The village economy was based on agriculture--its lands were fertile, and it was known in the region for its high quality wheat. In 1944/45 a total of 31,026 dunums were allotted to cereals, and 1,655 to orchards and olives.

Lubya also had importance archeologically--two km to the east of the village were the ruins of a structure known as Khan Lubya that contained the remains of a pool, cisterns, and large building stones. This site was probably a caravansary during medieval times.

Occupation and Depopulation

The Palestinian press reported an attack by Zionist forces on Lubya during the night of 20 January 1948, which left one villager dead. This early raid was coordinated with another on the nearby village of Tur'an, according to an account in the newspaper Filastin. A 24 February skirmish with a Jewish convoy on the outskirts of the town lasted four hours and, according to the account in Filastin, left one Arab dead and two wounded, in addition to many casualties in the convoy. A third attack took place during the first week of March 1948. Palestinian historian 'Arif al-'Arif states that Haganah soldiers attempted to force their way through the road between Tiberias and al-Shajara, attacking Lubya at dawn. They reached the western edge of the village but were repulsed by the villagers themselves, who lost six men while killing seven of the attackers. Filastin reported another infiltration attempt on 11 March that was preceded by mortar shelling.

With the occupation of Tiberias in mid-April 1948, the people of Lubya were isolated and turned to Nazareth for help and guidance, according to the recollections of the villagers themselves. They told Palestinian historian Nafez Nazzal that there was another attack on Lubya on 10-11 June, as the first truce of the war was about to go into effect. At the same time, the Arab Liberation Army (ALA) attacked the Israeli settlement of Sejera to the southwest. Villagers recalled that an Israeli infantry unit took up positions at the southern end of the village, but withdrew by nightfall on 11 June. The village militia participated briefly in the fighting at Sejera with the ALA, but returned to protect the village during the truce.
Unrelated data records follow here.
//! ORKG access for the statistics pipeline: the paper list (SPARQL) and per-paper
//! statement bundles (REST API).

use std::sync::OnceLock;
use std::time::Duration;

use compass_common::sandbox::SandboxClient;
use compass_sparql::SparqlClient;
use regex::Regex;
use serde::{Deserialize, Serialize};
use serde_json::Value;
use tracing::{debug, warn};

use crate::error::{Result, StatsError};

pub const DEFAULT_API_BASE: &str = "https://www.orkg.org/api";

#[derive(Debug, Clone)]
pub struct RetryConfig {
    /// Attempts including the first one.
    pub max_attempts: u32,
    /// Delay after the first failure; doubles with every further attempt.
    pub base_delay: Duration,
}

impl Default for RetryConfig {
    fn default() -> Self {
        Self { max_attempts: 3, base_delay: Duration::from_secs(5) }
    }
}

impl RetryConfig {
    pub fn delay_for(&self, attempt: u32) -> Duration {
        self.base_delay.saturating_mul(2u32.saturating_pow(attempt))
    }
}

#[derive(Debug, Clone, Copy, PartialEq, Eq, Serialize, Deserialize)]
#[serde(rename_all = "lowercase")]
pub enum NodeClass {
    Resource,
    Literal,
    #[serde(other)]
    Other,
}

#[derive(Debug, Clone, PartialEq, Serialize, Deserialize)]
pub struct Node {
    pub id: String,
    #[serde(rename = "_class")]
    pub class: NodeClass,
    #[serde(default)]
    pub label: Option<String>,
}

impl Node {
    pub fn is_resource(&self) -> bool {
        self.class == NodeClass::Resource
    }
}

#[derive(Debug, Clone, PartialEq, Serialize, Deserialize)]
pub struct Predicate {
    #[serde(default)]
    pub id: Option<String>,
    #[serde(default)]
    pub label: Option<String>,
}

#[derive(Debug, Clone, PartialEq, Serialize, Deserialize)]
pub struct Statement {
    pub subject: Node,
    #[serde(default)]
    pub predicate: Option<Predicate>,
    pub object: Node,
}

impl Statement {
    pub fn predicate_id(&self) -> Option<&str> {
        self.predicate.as_ref().and_then(|p| p.id.as_deref()).filter(|id| !id.is_empty())
    }
}

#[derive(Debug, Deserialize)]
struct Bundle {
    #[serde(default)]
    statements: Vec<Statement>,
}

/// `http://orkg.org/orkg/resource/R123` → `R123`.
pub fn resource_id(iri: &str) -> Option<String> {
    static RESOURCE: OnceLock<Regex> = OnceLock::new();
    let re = RESOURCE.get_or_init(|| Regex::new(r"/resource/([^/]+)$").expect("static regex"));
    if let Some(caps) = re.captures(iri) {
        return Some(caps[1].to_string());
    }
    iri.rsplit('/').next().filter(|s| !s.is_empty()).map(str::to_string)
}

#[derive(Debug, Clone)]
pub struct OrkgClient {
    http: SandboxClient,
    sparql: SparqlClient,
    api_base: String,
    retry: RetryConfig,
}

impl OrkgClient {
    pub fn new(sparql_endpoint: &str, api_base: &str) -> Result<Self> {
        let mut http = SandboxClient::new()?;
        http.allow_url(api_base)?;
        Ok(Self {
            http,
            sparql: SparqlClient::new(sparql_endpoint)?,
            api_base: api_base.trim_end_matches('/').to_string(),
            retry: RetryConfig::default(),
        })
    }

    pub fn with_retry(mut self, retry: RetryConfig) -> Self {
        self.retry = retry;
        self
    }

    /// Paper resource ids returned by a template's paper-list query, in result order.
    pub async fn paper_ids(&self, query: &str) -> Result<Vec<String>> {
        let rows = self.sparql.select_get(query).await?;
        let ids: Vec<String> = rows
            .iter()
            .filter_map(|row| row.get("paper").and_then(Value::as_str))
            .filter_map(resource_id)
            .collect();
        debug!(papers = ids.len(), "Fetched paper list");
        Ok(ids)
    }

    /// All statements reachable from a paper. A missing paper yields an empty bundle.
    pub async fn statements_bundle(&self, paper_id: &str) -> Result<Vec<Statement>> {
        let mut attempt = 0;
        loop {
            match self.fetch_bundle(paper_id).await {
                Ok(statements) => return Ok(statements),
                Err(e) if attempt + 1 < self.retry.max_attempts => {
                    let wait = self.retry.delay_for(attempt);
                    warn!(paper = paper_id, attempt = attempt + 1, wait_ms = wait.as_millis() as u64, error = %e, "Bundle fetch failed, retrying");
                    tokio::time::sleep(wait).await;
                    attempt += 1;
                }
                Err(e) => return Err(e),
            }
        }
    }

    async fn fetch_bundle(&self, paper_id: &str) -> Result<Vec<Statement>> {
        let url = format!("{}/statements/{}/bundle", self.api_base, paper_id);
        let resp = self
            .http
            .get(&url)?
            .header(reqwest::header::ACCEPT, "application/json")
            .send()
            .await?;

        let status = resp.status();
        if status == reqwest::StatusCode::NOT_FOUND {
            return Ok(Vec::new());
        }
        if !status.is_success() {
            let body = resp.text().await.unwrap_or_default();
            return Err(StatsError::Bundle { paper: paper_id.to_string(), message: format!("{status}. {body}") });
        }
        let bundle: Bundle = resp.json().await?;
        Ok(bundle.statements)
    }
}
//! Triplestore client. Queries are sent with the standard ORKG prefix block prepended
//! and JSON result bindings are flattened into rows of plain string values.

use async_trait::async_trait;
use compass_common::sandbox::SandboxClient;
use compass_common::Row;
use serde_json::Value;
use tracing::{debug, instrument};

use crate::error::SparqlError;

pub const DEFAULT_ENDPOINT: &str = "https://orkg.org/triplestore";

pub const PREFIXES: &str = "\
PREFIX orkgr: <http://orkg.org/orkg/resource/>
PREFIX orkgc: <http://orkg.org/orkg/class/>
PREFIX orkgp: <http://orkg.org/orkg/predicate/>
PREFIX rdfs: <http://www.w3.org/2000/01/rdf-schema#>
PREFIX xsd: <http://www.w3.org/2001/XMLSchema#>
PREFIX rdf: <http://www.w3.org/1999/02/22-rdf-syntax-ns#>";

/// Separates the endpoint's message from the query echoed after it in endpoint errors.
pub const QUERY_ECHO: &str = "\n\nSPARQL query:\n";

const RESULTS_JSON: &str = "application/sparql-results+json";

/// Anything that can answer a SELECT query with rows.
#[async_trait]
pub trait SparqlExecutor: Send + Sync {
    async fn select(&self, query: &str) -> Result<Vec<Row>, SparqlError>;
}

#[derive(Debug, Clone)]
pub struct SparqlClient {
    http: SandboxClient,
    endpoint: String,
}

impl SparqlClient {
    pub fn new(endpoint: impl Into<String>) -> Result<Self, SparqlError> {
        let endpoint = endpoint.into();
        let mut http = SandboxClient::new()?;
        http.allow_url(&endpoint)?;
        Ok(Self { http, endpoint })
    }

    pub fn endpoint(&self) -> &str {
        &self.endpoint
    }

    /// GET variant used for self-contained queries that carry their own prefixes.
    #[instrument(skip(self, query))]
    pub async fn select_get(&self, query: &str) -> Result<Vec<Row>, SparqlError> {
        let resp = self
            .http
            .get(&self.endpoint)?
            .query(&[("query", query)])
            .header(reqwest::header::ACCEPT, RESULTS_JSON)
            .send()
            .await?;

        let status = resp.status();
        let body = resp.text().await?;
        if !status.is_success() {
            return Err(SparqlError::Endpoint(format!("SPARQL query failed: {status}. {body}")));
        }
        if body.trim().is_empty() {
            return Err(SparqlError::Endpoint("Received empty response from SPARQL endpoint".into()));
        }
        flatten_bindings(&serde_json::from_str(&body)?)
    }
}

#[async_trait]
impl SparqlExecutor for SparqlClient {
    #[instrument(skip(self, query), fields(endpoint = %self.endpoint))]
    async fn select(&self, query: &str) -> Result<Vec<Row>, SparqlError> {
        let full_query = format!("{PREFIXES}\n{query}");
        let resp = self
            .http
            .post(&self.endpoint)?
            .header(reqwest::header::ACCEPT, RESULTS_JSON)
            .form(&[("query", full_query.as_str())])
            .send()
            .await?;

        let status = resp.status();
        if !status.is_success() {
            // Virtuoso puts the parser message in the body; keep it verbatim for the repair loop.
            let body = resp.text().await.unwrap_or_default();
            let message = if body.trim().is_empty() {
                format!("SPARQL query failed: {status}")
            } else {
                body
            };
            return Err(SparqlError::Endpoint(format!("{message}{QUERY_ECHO}{full_query}")));
        }

        let json: Value = resp.json().await?;
        let rows = flatten_bindings(&json)?;
        debug!(rows = rows.len(), "SPARQL query returned");
        Ok(rows)
    }
}

/// `results.bindings[*][var].value` → `{ var: value }`.
pub fn flatten_bindings(json: &Value) -> Result<Vec<Row>, SparqlError> {
    let bindings = json["results"]["bindings"]
        .as_array()
        .ok_or_else(|| SparqlError::Endpoint("SPARQL response has no results.bindings".into()))?;

    Ok(bindings
        .iter()
        .filter_map(Value::as_object)
        .map(|binding| {
            binding
                .iter()
                .map(|(var, cell)| {
                    let value = cell["value"].as_str().map(|s| Value::String(s.to_string())).unwrap_or(Value::Null);
                    (var.clone(), value)
                })
                .collect::<Row>()
        })
        .collect())
}
//! Filesystem-backed document store: one pretty-printed JSON file per document.
//!
//! `Templates/R1/Statistics/empire-statistics` lives at
//! `<root>/Templates/R1/Statistics/empire-statistics.json`, so a document file and the
//! directory holding its subcollections sit side by side.

use std::io::ErrorKind;
use std::path::{Path, PathBuf};

use async_trait::async_trait;
use tokio::fs;
use tokio::sync::Mutex;
use tracing::warn;

use crate::document::{
    apply_list_options, merge_documents, validate_collection, validate_id, Document, DocumentStore, ListOptions,
    StoredDocument,
};
use crate::error::Result;

pub struct FileStore {
    root: PathBuf,
    /// Serializes read-modify-write cycles for merges.
    write_lock: Mutex<()>,
}

impl FileStore {
    pub async fn open(root: impl AsRef<Path>) -> Result<Self> {
        let root = root.as_ref().to_path_buf();
        fs::create_dir_all(&root).await?;
        Ok(Self { root, write_lock: Mutex::new(()) })
    }

    pub fn root(&self) -> &Path {
        &self.root
    }

    fn collection_dir(&self, collection: &str) -> PathBuf {
        collection.split('/').fold(self.root.clone(), |dir, seg| dir.join(seg))
    }

    fn document_path(&self, collection: &str, id: &str) -> PathBuf {
        self.collection_dir(collection).join(format!("{id}.json"))
    }

    async fn read_document(path: &Path) -> Result<Option<Document>> {
        match fs::read(path).await {
            Ok(bytes) => Ok(Some(serde_json::from_slice(&bytes)?)),
            Err(e) if e.kind() == ErrorKind::NotFound => Ok(None),
            Err(e) => Err(e.into()),
        }
    }
}

#[async_trait]
impl DocumentStore for FileStore {
    async fn get(&self, collection: &str, id: &str) -> Result<Option<Document>> {
        validate_collection(collection)?;
        validate_id(id)?;
        Self::read_document(&self.document_path(collection, id)).await
    }

    async fn set(&self, collection: &str, id: &str, data: Document, merge: bool) -> Result<()> {
        validate_collection(collection)?;
        validate_id(id)?;
        let _guard = self.write_lock.lock().await;

        let path = self.document_path(collection, id);
        let data = match (merge, Self::read_document(&path).await?) {
            (true, Some(mut existing)) => {
                merge_documents(&mut existing, data);
                existing
            }
            _ => data,
        };

        if let Some(dir) = path.parent() {
            fs::create_dir_all(dir).await?;
        }
        // Readers never observe a partially written document.
        let tmp = path.with_extension("json.tmp");
        fs::write(&tmp, serde_json::to_vec_pretty(&data)?).await?;
        fs::rename(&tmp, &path).await?;
        Ok(())
    }

    async fn delete(&self, collection: &str, id: &str) -> Result<bool> {
        validate_collection(collection)?;
        validate_id(id)?;
        let _guard = self.write_lock.lock().await;
        match fs::remove_file(self.document_path(collection, id)).await {
            Ok(()) => Ok(true),
            Err(e) if e.kind() == ErrorKind::NotFound => Ok(false),
            Err(e) => Err(e.into()),
        }
    }

    async fn list(&self, collection: &str, opts: &ListOptions) -> Result<Vec<StoredDocument>> {
        validate_collection(collection)?;
        let dir = self.collection_dir(collection);
        let mut entries = match fs::read_dir(&dir).await {
            Ok(entries) => entries,
            Err(e) if e.kind() == ErrorKind::NotFound => return Ok(Vec::new()),
            Err(e) => return Err(e.into()),
        };

        let mut docs = Vec::new();
        while let Some(entry) = entries.next_entry().await? {
            let path = entry.path();
            if path.extension().and_then(|e| e.to_str()) != Some("json") {
                continue;
            }
            let Some(id) = path.file_stem().and_then(|s| s.to_str()).map(str::to_string) else {
                continue;
            };
            match Self::read_document(&path).await {
                Ok(Some(data)) => docs.push(StoredDocument { id, data }),
                Ok(None) => {}
                Err(e) => warn!(path = %path.display(), error = %e, "Skipping unreadable document"),
            }
        }
        Ok(apply_list_options(docs, opts))
    }

    async fn list_collections(&self, collection: &str, id: &str) -> Result<Vec<String>> {
        validate_collection(collection)?;
        validate_id(id)?;
        let dir = self.collection_dir(collection).join(id);
        let mut entries = match fs::read_dir(&dir).await {
            Ok(entries) => entries,
            Err(e) if e.kind() == ErrorKind::NotFound => return Ok(Vec::new()),
            Err(e) => return Err(e.into()),
        };

        let mut names = Vec::new();
        while let Some(entry) = entries.next_entry().await? {
            if entry.file_type().await?.is_dir() {
                if let Some(name) = entry.file_name().to_str() {
                    names.push(name.to_string());
                }
            }
        }
        names.sort();
        Ok(names)
    }
}

#[cfg(test)]
mod tests {
    use super::*;
    use serde_json::{json, Value};

    fn doc(v: Value) -> Document {
        v.as_object().cloned().unwrap()
    }

    #[tokio::test]
    async fn test_documents_persist_across_instances() {
        let tmp = tempfile::tempdir().unwrap();
        {
            let store = FileStore::open(tmp.path()).await.unwrap();
            store
                .set("Templates/R186491/Statistics", "empire-statistics", doc(json!({"paperCount": 2})), false)
                .await
                .unwrap();
        }
        let store = FileStore::open(tmp.path()).await.unwrap();
        let stats = store.get("Templates/R186491/Statistics", "empire-statistics").await.unwrap().unwrap();
        assert_eq!(stats["paperCount"], 2);
        assert!(tmp.path().join("Templates/R186491/Statistics/empire-statistics.json").exists());
        assert_eq!(store.list_collections("Templates", "R186491").await.unwrap(), vec!["Statistics"]);
    }

    #[tokio::test]
    async fn test_merge_and_list() {
        let tmp = tempfile::tempdir().unwrap();
        let store = FileStore::open(tmp.path()).await.unwrap();
        store.set("DynamicQuestions", "q1", doc(json!({"name": "a", "timestamp": 1})), false).await.unwrap();
        store.set("DynamicQuestions", "q2", doc(json!({"name": "b", "timestamp": 5})), false).await.unwrap();
        store.set("DynamicQuestions", "q1", doc(json!({"timestamp": 9})), true).await.unwrap();

        let listed = store.list("DynamicQuestions", &ListOptions::newest_first("timestamp")).await.unwrap();
        assert_eq!(listed[0].id, "q1");
        assert_eq!(listed[0].data["name"], "a");
        assert_eq!(listed.len(), 2);

        assert!(store.delete("DynamicQuestions", "q2").await.unwrap());
        assert_eq!(store.list("DynamicQuestions", &ListOptions::default()).await.unwrap().len(), 1);
        assert!(store.list("Nothing", &ListOptions::default()).await.unwrap().is_empty());
    }
}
After the truce ended, Israeli forces launched Operation Dekel. On 16 July, some villagers brought the news of the fall of Nazareth. In the words of former residents of Lubya interviewed some twenty-five years later, the village was "terrified," but their request for military aid from the ALA was turned down. During the night of 16 July, most of the population fled northwest towards Lebanon, leaving behind the village militia and some elderly people. When an Israeli armored unit approached the following day, the poorly-armed militia decided to retreat. Eyewitnesses said that the occupying force shelled the village before entering it, and then destroyed a number of houses and commandeered some others. Some elderly people took refuge in a nearby cave and a few later escaped--the fate of the rest is unknown. "Lubiya fell without fighting," the History of the War of Independence states, "and the road to Tiberias was open to us."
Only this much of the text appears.